## [Exercise requirements]
Scan the data below and pick out the lines containing the word "impl".

Source material section start

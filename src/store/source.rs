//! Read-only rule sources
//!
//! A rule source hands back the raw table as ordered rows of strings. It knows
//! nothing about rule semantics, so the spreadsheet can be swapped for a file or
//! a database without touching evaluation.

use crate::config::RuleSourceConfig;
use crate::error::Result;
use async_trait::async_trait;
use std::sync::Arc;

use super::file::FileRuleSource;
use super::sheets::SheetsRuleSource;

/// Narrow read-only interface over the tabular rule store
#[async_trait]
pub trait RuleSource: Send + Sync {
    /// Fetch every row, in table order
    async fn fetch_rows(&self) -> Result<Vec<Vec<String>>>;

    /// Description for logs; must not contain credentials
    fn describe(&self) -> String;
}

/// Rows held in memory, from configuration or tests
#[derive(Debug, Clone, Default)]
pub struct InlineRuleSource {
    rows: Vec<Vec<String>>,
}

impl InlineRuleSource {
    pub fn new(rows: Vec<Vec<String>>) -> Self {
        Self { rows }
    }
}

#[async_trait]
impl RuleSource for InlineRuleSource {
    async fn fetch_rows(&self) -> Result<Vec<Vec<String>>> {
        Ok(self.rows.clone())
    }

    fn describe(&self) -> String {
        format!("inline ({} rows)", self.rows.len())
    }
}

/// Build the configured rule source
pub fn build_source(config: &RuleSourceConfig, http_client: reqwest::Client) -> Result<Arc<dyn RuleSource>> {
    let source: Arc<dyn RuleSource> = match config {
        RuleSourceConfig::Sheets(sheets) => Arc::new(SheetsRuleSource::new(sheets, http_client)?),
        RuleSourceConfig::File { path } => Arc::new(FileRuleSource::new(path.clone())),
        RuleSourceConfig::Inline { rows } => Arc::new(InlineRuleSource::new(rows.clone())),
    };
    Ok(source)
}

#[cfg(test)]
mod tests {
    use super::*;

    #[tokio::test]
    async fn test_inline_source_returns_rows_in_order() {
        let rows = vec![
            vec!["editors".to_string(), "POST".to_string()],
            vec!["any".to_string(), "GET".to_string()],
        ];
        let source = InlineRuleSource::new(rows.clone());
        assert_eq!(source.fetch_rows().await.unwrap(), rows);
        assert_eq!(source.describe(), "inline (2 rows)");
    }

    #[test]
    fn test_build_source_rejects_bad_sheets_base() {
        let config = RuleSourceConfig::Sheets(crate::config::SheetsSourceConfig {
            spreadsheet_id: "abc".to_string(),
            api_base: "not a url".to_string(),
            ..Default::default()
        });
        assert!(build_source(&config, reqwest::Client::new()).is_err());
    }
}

Source material section end
Source material section start

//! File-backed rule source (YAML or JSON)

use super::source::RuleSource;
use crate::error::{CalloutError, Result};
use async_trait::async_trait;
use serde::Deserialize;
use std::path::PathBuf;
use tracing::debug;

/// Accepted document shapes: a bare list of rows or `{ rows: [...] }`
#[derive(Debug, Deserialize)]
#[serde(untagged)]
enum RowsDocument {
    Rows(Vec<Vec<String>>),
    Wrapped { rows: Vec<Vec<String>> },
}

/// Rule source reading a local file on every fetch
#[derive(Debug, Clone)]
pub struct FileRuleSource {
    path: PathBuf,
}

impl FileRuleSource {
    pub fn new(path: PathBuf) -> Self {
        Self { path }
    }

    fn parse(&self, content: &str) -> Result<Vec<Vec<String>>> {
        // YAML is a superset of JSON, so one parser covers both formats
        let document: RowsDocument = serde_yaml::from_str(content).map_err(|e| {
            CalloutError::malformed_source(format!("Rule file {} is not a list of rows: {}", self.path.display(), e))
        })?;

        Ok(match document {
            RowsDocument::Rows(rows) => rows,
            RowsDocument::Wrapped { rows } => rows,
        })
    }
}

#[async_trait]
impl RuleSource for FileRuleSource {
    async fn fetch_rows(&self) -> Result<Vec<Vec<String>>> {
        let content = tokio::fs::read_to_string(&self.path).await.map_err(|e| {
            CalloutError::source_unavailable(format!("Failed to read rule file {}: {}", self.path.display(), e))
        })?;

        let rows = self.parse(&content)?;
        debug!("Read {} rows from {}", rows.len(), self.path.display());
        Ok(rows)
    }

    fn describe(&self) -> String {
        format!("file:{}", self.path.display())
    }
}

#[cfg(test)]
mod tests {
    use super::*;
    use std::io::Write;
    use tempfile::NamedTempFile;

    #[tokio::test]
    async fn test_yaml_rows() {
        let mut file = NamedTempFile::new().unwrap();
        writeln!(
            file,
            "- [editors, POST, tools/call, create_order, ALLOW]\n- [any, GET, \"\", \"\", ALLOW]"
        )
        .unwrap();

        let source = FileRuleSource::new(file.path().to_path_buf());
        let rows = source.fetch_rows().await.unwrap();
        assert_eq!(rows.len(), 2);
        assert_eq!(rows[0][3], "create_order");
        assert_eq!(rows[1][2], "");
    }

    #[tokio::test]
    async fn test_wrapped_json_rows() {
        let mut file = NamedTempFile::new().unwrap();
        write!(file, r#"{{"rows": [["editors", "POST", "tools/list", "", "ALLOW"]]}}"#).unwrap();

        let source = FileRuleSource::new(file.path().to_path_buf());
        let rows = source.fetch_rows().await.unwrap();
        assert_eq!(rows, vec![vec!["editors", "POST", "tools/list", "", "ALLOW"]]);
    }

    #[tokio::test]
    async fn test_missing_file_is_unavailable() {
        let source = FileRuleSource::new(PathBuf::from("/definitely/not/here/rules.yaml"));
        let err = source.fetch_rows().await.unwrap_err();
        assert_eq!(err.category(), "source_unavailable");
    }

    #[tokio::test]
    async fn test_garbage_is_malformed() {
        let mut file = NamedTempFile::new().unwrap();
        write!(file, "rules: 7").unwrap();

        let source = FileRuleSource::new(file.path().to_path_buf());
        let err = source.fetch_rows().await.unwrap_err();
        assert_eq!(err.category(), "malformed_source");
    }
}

Source material section end

## [Finished exercise]
impl InlineRuleSource {
impl RuleSource for InlineRuleSource {
impl FileRuleSource {
impl RuleSource for FileRuleSource {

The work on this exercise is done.